[Saved data entries]
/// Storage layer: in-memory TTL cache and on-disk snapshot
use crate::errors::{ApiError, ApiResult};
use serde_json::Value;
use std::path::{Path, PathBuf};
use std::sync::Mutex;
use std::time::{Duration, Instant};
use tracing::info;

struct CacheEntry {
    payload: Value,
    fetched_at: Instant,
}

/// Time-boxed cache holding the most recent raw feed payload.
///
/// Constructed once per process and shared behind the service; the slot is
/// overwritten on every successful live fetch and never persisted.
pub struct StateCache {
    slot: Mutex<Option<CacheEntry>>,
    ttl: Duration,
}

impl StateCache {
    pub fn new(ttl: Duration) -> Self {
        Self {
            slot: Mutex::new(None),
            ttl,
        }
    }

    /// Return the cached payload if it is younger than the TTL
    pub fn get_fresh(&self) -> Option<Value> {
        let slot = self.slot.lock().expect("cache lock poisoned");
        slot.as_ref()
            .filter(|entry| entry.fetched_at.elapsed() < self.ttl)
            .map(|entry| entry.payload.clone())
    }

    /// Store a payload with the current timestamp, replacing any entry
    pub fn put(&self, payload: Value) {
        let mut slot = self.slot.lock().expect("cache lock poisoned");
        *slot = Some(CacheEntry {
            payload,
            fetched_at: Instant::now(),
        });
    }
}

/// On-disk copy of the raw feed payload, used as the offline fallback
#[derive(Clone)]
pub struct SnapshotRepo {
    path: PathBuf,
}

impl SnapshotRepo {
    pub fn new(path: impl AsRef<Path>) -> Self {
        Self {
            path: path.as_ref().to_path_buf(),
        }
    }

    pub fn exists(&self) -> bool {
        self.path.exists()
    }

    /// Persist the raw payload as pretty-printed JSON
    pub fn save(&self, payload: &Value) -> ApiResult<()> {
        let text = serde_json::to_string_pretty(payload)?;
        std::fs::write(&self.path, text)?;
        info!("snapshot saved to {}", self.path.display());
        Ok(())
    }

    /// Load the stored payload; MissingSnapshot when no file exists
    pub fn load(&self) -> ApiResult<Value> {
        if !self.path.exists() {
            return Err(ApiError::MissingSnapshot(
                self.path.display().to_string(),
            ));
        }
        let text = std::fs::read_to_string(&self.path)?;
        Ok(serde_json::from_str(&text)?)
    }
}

_Problem details_
The word to find is "display". Copy every line of the data that holds it.

_Response for this exercise_
        info!("snapshot saved to {}", self.path.display());
                self.path.display().to_string(),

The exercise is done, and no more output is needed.